A continuing struggle
For Jackson-Foy’s family, confirmation that she was murdered ends one process and begins another.
After her sister’s disappearance outside the Junction Pub & Billiards near Monkey Junction on July 30, 2006, Valentino came to Wilmington to look for her. She posted missing-person signs, hired a private investigator and worked with the CUE Center for Missing Persons trying to learn what happened.
Believing all along her sister was a crime victim, Valentino says she was frustrated by what she perceived as a slow response to the disappearance.

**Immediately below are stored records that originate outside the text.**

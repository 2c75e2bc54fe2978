//! Diagnostics for the Quill analyzer.
//!
//! All three error classes render to one shape:
//! - lexical errors (surfaced as token items, never fatal)
//! - syntax errors (absorbed by recovery, reported on placeholders)
//! - semantic errors (caught per declaration, never abort later ones)
//!
//! Rendering and wire serialization belong to the driver layer; this crate
//! only defines the in-memory shape that `errors()` surfaces.

use quill_ir::Span;
use std::fmt;

/// Diagnostic severity.
#[derive(Debug, Clone, Copy, PartialEq, Eq, PartialOrd, Ord, Hash)]
pub enum Severity {
    Warning,
    Error,
}

impl fmt::Display for Severity {
    fn fmt(&self, f: &mut fmt::Formatter<'_>) -> fmt::Result {
        match self {
            Severity::Warning => write!(f, "warning"),
            Severity::Error => write!(f, "error"),
        }
    }
}

/// Which analysis phase produced a diagnostic.
#[derive(Debug, Clone, Copy, PartialEq, Eq, Hash)]
pub enum Phase {
    Lexical,
    Syntax,
    Semantic,
}

/// A single diagnostic with its primary span.
#[derive(Debug, Clone, PartialEq, Eq)]
pub struct Diagnostic {
    pub severity: Severity,
    pub phase: Phase,
    pub span: Span,
    pub message: String,
}

impl Diagnostic {
    /// A lexical error diagnostic.
    pub fn lexical(span: Span, message: impl Into<String>) -> Self {
        Diagnostic {
            severity: Severity::Error,
            phase: Phase::Lexical,
            span,
            message: message.into(),
        }
    }

    /// A syntax-recovery diagnostic.
    pub fn syntax(span: Span, message: impl Into<String>) -> Self {
        Diagnostic {
            severity: Severity::Error,
            phase: Phase::Syntax,
            span,
            message: message.into(),
        }
    }

    /// A semantic error diagnostic.
    pub fn semantic(span: Span, message: impl Into<String>) -> Self {
        Diagnostic {
            severity: Severity::Error,
            phase: Phase::Semantic,
            span,
            message: message.into(),
        }
    }

    /// A semantic warning diagnostic.
    pub fn warning(span: Span, message: impl Into<String>) -> Self {
        Diagnostic {
            severity: Severity::Warning,
            phase: Phase::Semantic,
            span,
            message: message.into(),
        }
    }

    #[inline]
    pub fn is_error(&self) -> bool {
        self.severity == Severity::Error
    }
}

impl fmt::Display for Diagnostic {
    fn fmt(&self, f: &mut fmt::Formatter<'_>) -> fmt::Result {
        write!(f, "{} at {}: {}", self.severity, self.span, self.message)
    }
}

She attributes that response to a belief by some authorities that maybe Jackson-Foy was alive and just didn’t want to be found.
But everything changed, Valentino said, after the bones were discovered – the case then had the authorities’ full attention.
But as the investigation continued details emerged that Valentino says blemished her sister’s memory.
Court records show police suspect both Nobles Rothen and Jackson-Foy were involved with drugs around the time of her disappearance, and that Rothen had some history of prostitution.
Valentino said she visited with her sister a month before her disappearance and saw no sign she was using drugs.
She said Jackson-Foy was a devoted mother to her two daughters and that she’d coached gymnastics in Wilmington.
Jackson-Foy grew up in Syosset, N.Y., and was the youngest of four children.
Through the disappearance to the April discovery and the uncertainty that followed, Valentino said the ordeal has been hard on everyone in her family.
But she continued to push to learn what happened to her sister and hopefully help ensure a killer is caught.
“If this individual, whoever it may be, is responsible for Angela and is responsible for my sister, what’s to say that he hasn’t done this before,” Valentino said. And “that it’s not going to happen again.”